Augusto Heleno e o golpe ao Congresso
O diário também analisa que os passos têm sido “apoiados pelo chefe do gabinete de segurança da presidência, general Augusto Heleno, um velho nostálgico da ditadura que diminui regularmente a autoridade do Congresso e promete um golpe se a Suprema Corte quiser tornar possível o impeachment”.
A seguir, o jornal francês aponta que o descrédito direcionado ao Congresso, onde ele não possui a maioria, anda de mãos dadas com sua cruzada ideológica. “Para Bolsonaro, o ‘parlamentarismo absoluto’ seria imposto pela esquerda e pela imprensa. A justiça se alinha pela nomeação de magistrados comprometidos com sua causa e responsáveis por transformar o sistema judicial em uma máquina de guerra contra a oposição”.
Trump à brasileira
O periódico também recorda que, como Donald Trump, Bolsonaro demonstra desprezo pelos jornalistas, incentiva ataques a repórteres durante protestos do governo e pichações incentivando a “matar um jornalista por dia” e alerta: “as contenções institucionais ainda restringem o chefe de estado. Mas por quanto tempo?”
“Um a um, o governo está desmantelando os órgãos de controle ambiental que impedem seus planos, como a lei que favorece a exploração agrícola e mineira de territórios indígenas. Em um país à deriva, onde o desemprego está crescendo rapidamente, a devastação causada pelo coronavírus e a necropolítica escolhida por Bolsonaro em nome da ‘preservação da economia’ poderia, no entanto, reorganizar as cartas. Os soldados estão começando a enviar uma mensagem: não importa quanto ocupem todos os cargos de tomada de decisão no setor de saúde, eles não são responsáveis pelos erros do presidente – já objeto de várias queixas perante o Tribunal Penal Internacional”.

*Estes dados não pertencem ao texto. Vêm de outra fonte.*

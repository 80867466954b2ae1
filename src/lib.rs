//! Desktop screen-time tracker. Samples the foreground window once per second, attributes the
//! time to the owning process and keeps per-day totals in a single JSON file.
//!
//! Tracking pauses on request and by itself while a private browsing window is focused.

pub mod catalog;
pub mod cli;
pub mod config;
pub mod fs;
pub mod report;
pub mod storage;
pub mod tracker;
pub mod utils;
pub mod window_api;
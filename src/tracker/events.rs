use std::fmt::Display;

use tokio::sync::mpsc::{self, UnboundedReceiver, UnboundedSender};
use tracing::trace;

use crate::storage::AppTimeMap;

#[derive(Debug, Clone, Copy, PartialEq, Eq)]
pub enum StatusChange {
    Paused,
    Resumed,
    Stopped,
    PrivateBrowsingDetected,
    PrivateBrowsingEnded,
}

impl StatusChange {
    pub fn as_str(&self) -> &'static str {
        match self {
            StatusChange::Paused => "paused",
            StatusChange::Resumed => "resumed",
            StatusChange::Stopped => "stopped",
            StatusChange::PrivateBrowsingDetected => "private_browsing_detected",
            StatusChange::PrivateBrowsingEnded => "private_browsing_ended",
        }
    }
}

impl Display for StatusChange {
    fn fmt(&self, f: &mut std::fmt::Formatter<'_>) -> std::fmt::Result {
        f.write_str(self.as_str())
    }
}

/// Notifications consumed by whatever presents the data.
#[derive(Debug, Clone, PartialEq)]
pub enum TrackerEvent {
    ActivityChanged {
        process_name: String,
        window_title: String,
    },
    /// Copy of the day's totals taken right after they changed.
    TimeUpdated(AppTimeMap),
    StatusChanged(StatusChange),
}

/// Sending side of the notification queue. Never blocks and never fails: a consumer that went
/// away simply stops receiving.
#[derive(Clone)]
pub struct EventSender {
    inner: UnboundedSender<TrackerEvent>,
}

impl EventSender {
    pub fn emit(&self, event: TrackerEvent) {
        if let Err(e) = self.inner.send(event) {
            trace!("Nobody listens to tracker events, dropping {:?}", e.0);
        }
    }
}

pub fn event_channel() -> (EventSender, UnboundedReceiver<TrackerEvent>) {
    let (inner, receiver) = mpsc::unbounded_channel();
    (EventSender { inner }, receiver)
}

O Humanité também comenta que Jair Bolsonaro pode ficar tentado a consolidar seu poder a partir do artigo 142 da Constituição, que o autoriza a usar as forças armadas para manter a “lei e ordem” contra o Parlamento.
“Mesmo que isso signifique enfraquecer a coesão do exército. Os militares embarcariam nessa aventura? Se a razão prevalecer, o presidente Bolsonaro, um capitão expulso do exército por planejar detonar bombas em um banheiro de quartel, poderá se encontrar novamente em um assento de ejeção”, diz.
Política ambiental
Em um box à parte, o jornal também recorda o aumento do desmatamento e o impacto da política ambiental sobre os fundos internacionais de investimentos.
“Este ano pode ser mais mortal que 2019 para a Amazônia. Com 2.248 incêndios identificados em 1º de julho e um aumento 19,5% em um ano, a região estabelece o pior recorde em treze anos. Esses incêndios, principalmente de origem criminosa, são responsabilidade do presidente Bolsonaro. ‘Espero que esse sonho continue concretizar’, ele disse, em fevereiro, sobre o projeto de lei para promover a exploração mineral e agricultura de territórios indígenas.
“Os garimpeiros e os ladrões de madeira aproveitaram a redução de monitoramentos policiais ambientais em tempos de Covid-19 para se envolver em ataques ilegais que levaram a à destruição de 2 mil km2 de floresta. Uma situação que tem provocou novamente um clamor internacional”, ressalta.
“Reações que irritam Bolsonaro, que não hesitou em qualificar as notícias internacionais – e em particular as da França – pela proteção da Amazônia como comportamentos ‘coloniais’ que minam a soberania nacional”.